[Opening Records provided section]

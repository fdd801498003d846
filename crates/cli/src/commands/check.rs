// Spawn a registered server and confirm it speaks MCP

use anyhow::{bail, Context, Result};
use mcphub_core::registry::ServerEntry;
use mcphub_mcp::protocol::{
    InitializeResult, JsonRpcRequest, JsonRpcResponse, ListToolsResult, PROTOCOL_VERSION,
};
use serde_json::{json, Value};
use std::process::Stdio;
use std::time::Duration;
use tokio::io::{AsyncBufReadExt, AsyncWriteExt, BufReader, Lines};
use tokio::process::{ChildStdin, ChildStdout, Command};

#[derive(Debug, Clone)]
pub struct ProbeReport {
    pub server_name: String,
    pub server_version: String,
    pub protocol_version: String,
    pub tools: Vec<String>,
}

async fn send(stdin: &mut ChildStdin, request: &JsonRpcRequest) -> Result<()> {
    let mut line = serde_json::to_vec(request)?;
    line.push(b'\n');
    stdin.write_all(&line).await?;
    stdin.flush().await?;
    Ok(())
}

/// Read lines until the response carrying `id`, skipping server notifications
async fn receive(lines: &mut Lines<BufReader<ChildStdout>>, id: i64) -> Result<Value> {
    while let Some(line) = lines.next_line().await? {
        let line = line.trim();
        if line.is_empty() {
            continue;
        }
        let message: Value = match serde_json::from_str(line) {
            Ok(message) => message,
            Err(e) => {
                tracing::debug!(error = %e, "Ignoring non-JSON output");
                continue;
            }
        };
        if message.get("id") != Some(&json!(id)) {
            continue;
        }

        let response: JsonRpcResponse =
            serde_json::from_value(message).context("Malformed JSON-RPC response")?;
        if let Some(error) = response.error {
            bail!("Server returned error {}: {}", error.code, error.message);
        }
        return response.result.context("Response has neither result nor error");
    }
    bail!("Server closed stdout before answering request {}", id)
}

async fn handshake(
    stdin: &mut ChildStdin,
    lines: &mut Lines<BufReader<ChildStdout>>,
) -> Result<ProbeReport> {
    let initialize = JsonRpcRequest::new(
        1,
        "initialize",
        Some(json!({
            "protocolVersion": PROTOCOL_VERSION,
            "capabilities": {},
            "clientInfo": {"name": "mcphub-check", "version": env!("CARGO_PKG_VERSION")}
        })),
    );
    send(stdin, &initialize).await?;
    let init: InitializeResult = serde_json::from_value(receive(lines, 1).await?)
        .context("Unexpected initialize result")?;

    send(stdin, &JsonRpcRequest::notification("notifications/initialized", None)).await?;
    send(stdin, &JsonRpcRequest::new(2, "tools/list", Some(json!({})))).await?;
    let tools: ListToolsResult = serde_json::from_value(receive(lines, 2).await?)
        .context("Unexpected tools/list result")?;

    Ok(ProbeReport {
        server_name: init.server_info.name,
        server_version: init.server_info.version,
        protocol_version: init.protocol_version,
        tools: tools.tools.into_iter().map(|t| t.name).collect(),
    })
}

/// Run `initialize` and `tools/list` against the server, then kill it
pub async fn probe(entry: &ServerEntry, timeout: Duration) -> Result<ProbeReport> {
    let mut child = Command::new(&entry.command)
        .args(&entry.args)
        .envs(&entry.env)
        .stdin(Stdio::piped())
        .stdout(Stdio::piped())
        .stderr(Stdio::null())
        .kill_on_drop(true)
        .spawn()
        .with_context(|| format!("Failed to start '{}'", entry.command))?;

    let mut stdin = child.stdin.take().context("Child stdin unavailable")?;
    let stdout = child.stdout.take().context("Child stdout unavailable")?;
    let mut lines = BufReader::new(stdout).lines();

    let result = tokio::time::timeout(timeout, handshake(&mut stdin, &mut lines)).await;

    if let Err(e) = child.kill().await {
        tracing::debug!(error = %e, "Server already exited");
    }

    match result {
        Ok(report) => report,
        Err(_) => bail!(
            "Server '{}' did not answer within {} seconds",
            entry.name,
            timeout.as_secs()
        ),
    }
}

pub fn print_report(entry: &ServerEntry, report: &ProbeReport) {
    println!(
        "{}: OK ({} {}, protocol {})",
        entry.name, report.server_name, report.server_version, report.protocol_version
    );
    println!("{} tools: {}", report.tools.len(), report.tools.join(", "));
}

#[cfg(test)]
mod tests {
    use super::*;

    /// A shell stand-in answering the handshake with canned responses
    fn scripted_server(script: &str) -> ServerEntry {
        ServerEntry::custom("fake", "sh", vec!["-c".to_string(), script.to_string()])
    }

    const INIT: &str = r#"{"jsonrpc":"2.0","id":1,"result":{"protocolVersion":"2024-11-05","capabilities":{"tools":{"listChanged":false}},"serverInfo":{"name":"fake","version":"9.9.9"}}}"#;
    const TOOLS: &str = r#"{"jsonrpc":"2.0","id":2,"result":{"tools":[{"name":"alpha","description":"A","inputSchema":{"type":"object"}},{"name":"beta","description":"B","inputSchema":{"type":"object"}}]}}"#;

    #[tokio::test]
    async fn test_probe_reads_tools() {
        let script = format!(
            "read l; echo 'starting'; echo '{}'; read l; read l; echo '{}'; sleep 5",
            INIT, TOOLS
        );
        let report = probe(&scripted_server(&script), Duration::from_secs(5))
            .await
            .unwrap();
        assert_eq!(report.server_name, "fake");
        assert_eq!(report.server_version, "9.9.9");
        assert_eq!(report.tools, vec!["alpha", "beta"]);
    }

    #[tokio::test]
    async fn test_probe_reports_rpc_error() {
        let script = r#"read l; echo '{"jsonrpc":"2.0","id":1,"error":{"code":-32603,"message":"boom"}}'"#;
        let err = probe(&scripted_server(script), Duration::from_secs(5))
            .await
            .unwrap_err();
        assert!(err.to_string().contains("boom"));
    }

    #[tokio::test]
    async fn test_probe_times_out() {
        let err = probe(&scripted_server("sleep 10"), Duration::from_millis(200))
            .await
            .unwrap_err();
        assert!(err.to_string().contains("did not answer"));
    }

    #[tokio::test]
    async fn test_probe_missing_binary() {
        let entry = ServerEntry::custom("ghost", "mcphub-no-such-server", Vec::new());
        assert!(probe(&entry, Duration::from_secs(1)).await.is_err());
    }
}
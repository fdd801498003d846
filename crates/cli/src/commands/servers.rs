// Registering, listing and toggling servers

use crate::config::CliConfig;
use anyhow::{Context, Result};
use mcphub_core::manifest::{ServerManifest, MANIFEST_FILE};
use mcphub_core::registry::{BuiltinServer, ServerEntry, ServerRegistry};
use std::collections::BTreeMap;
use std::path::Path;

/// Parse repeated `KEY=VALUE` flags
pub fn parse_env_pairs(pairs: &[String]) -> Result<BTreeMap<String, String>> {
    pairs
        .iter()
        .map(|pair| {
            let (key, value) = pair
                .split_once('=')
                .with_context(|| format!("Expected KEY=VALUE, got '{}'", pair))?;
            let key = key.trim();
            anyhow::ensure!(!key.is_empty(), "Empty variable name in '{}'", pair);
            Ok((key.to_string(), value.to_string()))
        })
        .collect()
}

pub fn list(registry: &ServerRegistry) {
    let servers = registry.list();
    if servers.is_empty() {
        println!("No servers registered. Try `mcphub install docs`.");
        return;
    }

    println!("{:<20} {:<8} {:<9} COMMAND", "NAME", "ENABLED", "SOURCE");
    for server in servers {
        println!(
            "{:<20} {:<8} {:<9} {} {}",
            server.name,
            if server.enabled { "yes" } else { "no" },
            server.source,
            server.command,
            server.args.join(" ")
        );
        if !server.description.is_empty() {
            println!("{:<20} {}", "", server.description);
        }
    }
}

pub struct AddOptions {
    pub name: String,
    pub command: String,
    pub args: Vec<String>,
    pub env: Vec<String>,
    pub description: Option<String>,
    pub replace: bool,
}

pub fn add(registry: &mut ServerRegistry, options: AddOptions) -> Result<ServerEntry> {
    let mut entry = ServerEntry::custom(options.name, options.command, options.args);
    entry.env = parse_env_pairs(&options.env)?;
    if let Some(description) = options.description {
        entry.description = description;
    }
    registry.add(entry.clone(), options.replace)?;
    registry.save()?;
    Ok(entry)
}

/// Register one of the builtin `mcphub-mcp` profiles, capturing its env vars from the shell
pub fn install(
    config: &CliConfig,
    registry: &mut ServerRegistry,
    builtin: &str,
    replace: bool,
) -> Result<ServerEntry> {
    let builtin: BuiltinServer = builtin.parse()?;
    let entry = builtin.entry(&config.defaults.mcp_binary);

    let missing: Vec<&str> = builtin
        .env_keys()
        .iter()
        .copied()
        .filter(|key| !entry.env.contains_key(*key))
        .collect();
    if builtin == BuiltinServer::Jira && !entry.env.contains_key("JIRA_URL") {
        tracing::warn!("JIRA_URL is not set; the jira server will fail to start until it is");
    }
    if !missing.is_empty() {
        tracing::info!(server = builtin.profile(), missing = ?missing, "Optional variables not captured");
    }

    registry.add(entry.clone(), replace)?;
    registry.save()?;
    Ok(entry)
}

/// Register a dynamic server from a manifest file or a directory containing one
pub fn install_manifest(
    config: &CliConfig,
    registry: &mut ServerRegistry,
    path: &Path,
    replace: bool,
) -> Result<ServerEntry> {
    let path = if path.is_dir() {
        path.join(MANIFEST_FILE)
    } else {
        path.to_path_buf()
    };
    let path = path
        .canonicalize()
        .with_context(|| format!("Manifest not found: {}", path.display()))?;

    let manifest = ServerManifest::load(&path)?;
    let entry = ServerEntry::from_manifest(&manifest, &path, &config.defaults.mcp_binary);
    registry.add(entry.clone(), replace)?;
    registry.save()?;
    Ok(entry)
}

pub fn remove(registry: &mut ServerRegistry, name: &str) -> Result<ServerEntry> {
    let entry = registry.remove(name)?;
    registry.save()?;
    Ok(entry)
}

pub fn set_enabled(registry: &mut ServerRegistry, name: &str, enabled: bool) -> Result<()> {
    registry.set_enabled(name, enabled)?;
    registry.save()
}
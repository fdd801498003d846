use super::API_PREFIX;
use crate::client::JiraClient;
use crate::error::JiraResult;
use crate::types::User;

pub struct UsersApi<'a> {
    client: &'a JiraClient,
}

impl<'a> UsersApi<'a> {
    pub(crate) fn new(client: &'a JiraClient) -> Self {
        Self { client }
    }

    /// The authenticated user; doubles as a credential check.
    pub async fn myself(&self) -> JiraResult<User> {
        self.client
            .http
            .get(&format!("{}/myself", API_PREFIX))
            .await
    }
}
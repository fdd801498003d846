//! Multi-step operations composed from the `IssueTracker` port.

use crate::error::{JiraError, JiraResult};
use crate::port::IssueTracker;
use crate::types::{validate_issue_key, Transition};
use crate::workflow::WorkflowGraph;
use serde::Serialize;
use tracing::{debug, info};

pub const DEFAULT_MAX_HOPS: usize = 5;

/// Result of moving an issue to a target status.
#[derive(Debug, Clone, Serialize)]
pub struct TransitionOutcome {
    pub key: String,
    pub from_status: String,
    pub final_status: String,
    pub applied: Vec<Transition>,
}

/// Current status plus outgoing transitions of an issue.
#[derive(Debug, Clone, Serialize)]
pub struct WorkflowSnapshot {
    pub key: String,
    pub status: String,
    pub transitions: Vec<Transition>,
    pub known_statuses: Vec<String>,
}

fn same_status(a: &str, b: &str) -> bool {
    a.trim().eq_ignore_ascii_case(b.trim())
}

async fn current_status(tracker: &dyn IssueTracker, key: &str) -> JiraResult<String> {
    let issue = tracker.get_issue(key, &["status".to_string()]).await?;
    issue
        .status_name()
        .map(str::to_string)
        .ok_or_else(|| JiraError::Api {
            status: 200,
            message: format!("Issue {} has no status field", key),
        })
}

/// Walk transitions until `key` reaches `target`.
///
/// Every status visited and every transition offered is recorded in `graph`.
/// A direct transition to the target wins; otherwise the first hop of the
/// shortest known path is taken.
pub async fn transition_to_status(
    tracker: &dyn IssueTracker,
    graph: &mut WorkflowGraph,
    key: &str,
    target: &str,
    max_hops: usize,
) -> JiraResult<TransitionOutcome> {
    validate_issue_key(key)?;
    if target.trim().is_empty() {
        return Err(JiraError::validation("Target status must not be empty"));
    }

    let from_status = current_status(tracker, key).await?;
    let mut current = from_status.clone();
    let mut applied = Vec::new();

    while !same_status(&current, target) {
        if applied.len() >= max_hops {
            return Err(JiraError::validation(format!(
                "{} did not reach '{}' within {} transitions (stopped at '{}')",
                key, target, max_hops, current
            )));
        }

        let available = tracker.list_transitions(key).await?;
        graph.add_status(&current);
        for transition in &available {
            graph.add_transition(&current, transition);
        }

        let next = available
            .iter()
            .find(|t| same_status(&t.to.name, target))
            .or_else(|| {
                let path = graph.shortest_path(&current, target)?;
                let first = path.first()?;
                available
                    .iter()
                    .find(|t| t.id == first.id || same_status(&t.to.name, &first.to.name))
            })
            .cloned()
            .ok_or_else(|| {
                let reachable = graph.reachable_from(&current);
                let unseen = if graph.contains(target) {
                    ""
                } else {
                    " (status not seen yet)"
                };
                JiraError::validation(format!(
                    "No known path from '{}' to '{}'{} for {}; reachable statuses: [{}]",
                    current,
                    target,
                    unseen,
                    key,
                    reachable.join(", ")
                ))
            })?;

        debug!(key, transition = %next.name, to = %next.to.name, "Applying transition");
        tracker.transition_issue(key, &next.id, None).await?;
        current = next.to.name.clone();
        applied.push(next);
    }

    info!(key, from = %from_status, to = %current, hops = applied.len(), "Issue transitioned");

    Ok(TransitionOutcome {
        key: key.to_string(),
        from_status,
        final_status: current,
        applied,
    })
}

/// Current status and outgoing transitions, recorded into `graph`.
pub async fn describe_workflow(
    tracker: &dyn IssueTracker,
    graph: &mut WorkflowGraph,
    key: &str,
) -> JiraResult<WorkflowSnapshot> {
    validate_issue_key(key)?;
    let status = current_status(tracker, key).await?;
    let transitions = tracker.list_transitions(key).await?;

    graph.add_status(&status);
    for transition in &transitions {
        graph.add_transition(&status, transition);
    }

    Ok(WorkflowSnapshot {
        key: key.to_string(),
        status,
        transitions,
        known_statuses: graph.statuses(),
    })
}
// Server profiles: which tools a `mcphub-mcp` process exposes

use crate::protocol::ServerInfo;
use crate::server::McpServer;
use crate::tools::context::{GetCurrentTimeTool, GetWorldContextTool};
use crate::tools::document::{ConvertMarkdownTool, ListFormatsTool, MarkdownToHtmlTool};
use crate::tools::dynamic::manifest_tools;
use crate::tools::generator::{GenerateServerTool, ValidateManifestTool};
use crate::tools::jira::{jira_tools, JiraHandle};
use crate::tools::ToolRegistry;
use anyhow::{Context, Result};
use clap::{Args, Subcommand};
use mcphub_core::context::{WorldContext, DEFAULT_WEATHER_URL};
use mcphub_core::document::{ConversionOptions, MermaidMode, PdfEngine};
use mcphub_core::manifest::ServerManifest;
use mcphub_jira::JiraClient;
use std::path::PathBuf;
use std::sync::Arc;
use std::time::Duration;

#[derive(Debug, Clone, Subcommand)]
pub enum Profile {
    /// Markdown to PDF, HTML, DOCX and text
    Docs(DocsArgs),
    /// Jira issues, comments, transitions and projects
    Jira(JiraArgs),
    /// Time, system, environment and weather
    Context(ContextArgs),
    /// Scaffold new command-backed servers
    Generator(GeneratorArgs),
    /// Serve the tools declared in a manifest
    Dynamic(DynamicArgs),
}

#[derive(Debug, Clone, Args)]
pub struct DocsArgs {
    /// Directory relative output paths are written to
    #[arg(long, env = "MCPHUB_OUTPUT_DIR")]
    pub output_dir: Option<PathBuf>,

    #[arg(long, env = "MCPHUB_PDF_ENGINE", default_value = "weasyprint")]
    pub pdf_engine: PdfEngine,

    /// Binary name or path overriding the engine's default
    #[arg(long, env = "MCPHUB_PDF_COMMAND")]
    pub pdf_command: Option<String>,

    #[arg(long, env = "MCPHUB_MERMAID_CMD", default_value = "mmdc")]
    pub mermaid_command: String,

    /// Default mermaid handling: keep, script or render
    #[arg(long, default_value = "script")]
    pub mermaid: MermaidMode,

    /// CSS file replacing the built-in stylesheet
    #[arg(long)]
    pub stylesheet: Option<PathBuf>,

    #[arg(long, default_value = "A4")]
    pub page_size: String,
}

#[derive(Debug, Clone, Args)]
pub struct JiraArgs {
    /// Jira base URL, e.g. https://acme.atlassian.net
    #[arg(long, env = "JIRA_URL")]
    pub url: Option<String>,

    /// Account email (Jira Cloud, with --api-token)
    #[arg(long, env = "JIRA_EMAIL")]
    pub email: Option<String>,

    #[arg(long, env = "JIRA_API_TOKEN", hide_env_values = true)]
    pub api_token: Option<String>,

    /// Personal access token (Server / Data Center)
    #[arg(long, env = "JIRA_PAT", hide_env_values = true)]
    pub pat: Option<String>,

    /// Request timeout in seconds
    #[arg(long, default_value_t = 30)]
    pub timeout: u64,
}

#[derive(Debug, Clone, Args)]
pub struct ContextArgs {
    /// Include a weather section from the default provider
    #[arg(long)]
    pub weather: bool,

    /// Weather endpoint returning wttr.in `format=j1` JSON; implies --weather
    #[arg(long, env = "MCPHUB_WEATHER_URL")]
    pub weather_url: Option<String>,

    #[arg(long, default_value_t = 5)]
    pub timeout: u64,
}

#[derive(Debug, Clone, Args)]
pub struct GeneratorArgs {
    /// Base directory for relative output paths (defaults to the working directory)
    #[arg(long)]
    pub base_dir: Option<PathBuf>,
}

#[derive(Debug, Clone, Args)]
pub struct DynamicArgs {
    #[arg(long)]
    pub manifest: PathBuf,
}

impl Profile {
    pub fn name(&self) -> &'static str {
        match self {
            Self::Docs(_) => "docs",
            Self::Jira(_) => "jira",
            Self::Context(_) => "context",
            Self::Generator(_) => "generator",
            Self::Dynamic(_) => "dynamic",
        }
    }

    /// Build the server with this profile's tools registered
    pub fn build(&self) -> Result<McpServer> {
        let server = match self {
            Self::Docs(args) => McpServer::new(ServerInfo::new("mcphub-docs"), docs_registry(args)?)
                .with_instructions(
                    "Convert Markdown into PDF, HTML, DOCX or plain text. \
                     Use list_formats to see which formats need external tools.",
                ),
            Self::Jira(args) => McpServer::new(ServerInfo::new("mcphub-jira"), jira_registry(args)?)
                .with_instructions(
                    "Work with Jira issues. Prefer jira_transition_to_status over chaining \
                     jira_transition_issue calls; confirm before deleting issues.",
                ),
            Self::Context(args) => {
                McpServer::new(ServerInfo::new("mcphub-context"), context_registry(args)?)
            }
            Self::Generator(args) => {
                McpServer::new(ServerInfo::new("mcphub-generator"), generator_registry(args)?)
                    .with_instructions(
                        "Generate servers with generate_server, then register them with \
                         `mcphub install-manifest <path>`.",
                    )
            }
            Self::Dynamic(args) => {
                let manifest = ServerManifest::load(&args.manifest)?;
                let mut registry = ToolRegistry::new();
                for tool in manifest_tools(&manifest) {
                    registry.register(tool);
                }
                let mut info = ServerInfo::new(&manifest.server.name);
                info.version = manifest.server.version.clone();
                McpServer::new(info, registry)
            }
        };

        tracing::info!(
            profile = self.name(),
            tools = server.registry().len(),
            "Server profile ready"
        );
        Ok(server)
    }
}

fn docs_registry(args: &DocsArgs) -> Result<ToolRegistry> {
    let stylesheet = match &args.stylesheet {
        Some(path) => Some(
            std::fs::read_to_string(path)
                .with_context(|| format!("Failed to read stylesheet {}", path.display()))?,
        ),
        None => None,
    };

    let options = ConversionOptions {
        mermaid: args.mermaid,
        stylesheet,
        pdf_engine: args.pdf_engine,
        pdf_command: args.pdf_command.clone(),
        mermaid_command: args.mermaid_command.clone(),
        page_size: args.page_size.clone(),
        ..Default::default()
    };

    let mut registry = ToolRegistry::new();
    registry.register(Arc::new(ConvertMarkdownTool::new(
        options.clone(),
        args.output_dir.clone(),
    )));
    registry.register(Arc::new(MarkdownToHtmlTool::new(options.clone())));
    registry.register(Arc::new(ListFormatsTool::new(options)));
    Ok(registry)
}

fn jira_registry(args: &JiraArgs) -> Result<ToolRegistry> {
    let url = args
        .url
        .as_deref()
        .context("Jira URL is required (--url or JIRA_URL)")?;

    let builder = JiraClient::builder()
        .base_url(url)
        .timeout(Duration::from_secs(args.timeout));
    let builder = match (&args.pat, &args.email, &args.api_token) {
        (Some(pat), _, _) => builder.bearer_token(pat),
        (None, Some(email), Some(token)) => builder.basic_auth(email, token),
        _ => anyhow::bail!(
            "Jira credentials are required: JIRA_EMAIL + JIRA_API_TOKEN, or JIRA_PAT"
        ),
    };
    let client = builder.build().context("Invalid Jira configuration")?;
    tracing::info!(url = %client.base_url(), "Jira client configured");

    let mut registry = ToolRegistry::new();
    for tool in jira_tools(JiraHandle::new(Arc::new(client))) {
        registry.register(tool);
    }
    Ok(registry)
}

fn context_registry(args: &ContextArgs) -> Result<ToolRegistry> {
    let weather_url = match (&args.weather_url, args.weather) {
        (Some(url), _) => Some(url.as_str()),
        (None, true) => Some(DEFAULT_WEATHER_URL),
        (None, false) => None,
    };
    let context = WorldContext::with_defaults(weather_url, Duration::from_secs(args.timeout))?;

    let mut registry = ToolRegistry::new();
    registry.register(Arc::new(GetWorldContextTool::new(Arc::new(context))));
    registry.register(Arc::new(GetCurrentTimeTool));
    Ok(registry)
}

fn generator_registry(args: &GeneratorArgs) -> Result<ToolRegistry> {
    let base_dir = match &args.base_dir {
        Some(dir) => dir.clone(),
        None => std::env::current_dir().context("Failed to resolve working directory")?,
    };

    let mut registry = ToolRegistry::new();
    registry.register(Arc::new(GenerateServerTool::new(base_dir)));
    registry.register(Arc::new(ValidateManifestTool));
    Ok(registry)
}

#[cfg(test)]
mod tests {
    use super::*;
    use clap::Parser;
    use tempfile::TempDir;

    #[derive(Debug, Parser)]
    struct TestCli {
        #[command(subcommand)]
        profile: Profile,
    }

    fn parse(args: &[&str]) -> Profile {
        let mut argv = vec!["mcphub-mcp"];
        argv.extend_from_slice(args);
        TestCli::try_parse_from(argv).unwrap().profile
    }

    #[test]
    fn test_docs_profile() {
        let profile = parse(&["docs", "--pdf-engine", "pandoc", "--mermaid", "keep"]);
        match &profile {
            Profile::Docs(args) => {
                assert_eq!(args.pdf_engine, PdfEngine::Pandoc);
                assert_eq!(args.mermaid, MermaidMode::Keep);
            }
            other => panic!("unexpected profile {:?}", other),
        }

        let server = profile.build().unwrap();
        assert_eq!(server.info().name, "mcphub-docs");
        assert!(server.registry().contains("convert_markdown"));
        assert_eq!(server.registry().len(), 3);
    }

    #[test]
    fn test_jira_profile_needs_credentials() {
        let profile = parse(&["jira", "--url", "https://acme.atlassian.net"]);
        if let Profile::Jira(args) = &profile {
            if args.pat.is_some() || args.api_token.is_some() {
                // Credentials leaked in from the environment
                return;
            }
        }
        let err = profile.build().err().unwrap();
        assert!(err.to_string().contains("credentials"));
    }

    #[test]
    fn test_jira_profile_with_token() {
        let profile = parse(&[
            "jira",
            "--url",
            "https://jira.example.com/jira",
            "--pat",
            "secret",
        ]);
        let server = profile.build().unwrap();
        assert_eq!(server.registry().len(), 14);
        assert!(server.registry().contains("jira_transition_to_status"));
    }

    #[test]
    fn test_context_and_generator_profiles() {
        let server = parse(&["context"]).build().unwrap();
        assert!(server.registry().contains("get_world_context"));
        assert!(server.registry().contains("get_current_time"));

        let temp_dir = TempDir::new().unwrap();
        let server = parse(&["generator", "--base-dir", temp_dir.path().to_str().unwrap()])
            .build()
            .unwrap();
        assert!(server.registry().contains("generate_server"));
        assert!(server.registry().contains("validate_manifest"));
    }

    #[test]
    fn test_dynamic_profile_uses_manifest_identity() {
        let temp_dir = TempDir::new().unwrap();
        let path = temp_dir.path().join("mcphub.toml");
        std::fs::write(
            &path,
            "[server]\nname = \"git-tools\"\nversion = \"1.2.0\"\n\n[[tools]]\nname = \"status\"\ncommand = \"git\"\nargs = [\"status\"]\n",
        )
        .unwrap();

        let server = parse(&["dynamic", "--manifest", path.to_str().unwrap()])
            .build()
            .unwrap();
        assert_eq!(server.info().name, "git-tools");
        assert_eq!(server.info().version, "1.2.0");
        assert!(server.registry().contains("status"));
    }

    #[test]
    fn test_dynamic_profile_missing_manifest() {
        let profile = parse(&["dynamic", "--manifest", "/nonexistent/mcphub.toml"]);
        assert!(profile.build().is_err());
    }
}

[Closing Records provided section]

Task to carry out
From the records above, retype only the lines starting at the line that contains "while !same_status(&current, target)" and ending at the line that contains "(status not seen", both included.

Result below
    while !same_status(&current, target) {
        if applied.len() >= max_hops {
            return Err(JiraError::validation(format!(
                "{} did not reach '{}' within {} transitions (stopped at '{}')",
                key, target, max_hops, current
            )));
        }

        let available = tracker.list_transitions(key).await?;
        graph.add_status(&current);
        for transition in &available {
            graph.add_transition(&current, transition);
        }

        let next = available
            .iter()
            .find(|t| same_status(&t.to.name, target))
            .or_else(|| {
                let path = graph.shortest_path(&current, target)?;
                let first = path.first()?;
                available
                    .iter()
                    .find(|t| t.id == first.id || same_status(&t.to.name, &first.to.name))
            })
            .cloned()
            .ok_or_else(|| {
                let reachable = graph.reachable_from(&current);
                let unseen = if graph.contains(target) {
                    ""
                } else {
                    " (status not seen yet)"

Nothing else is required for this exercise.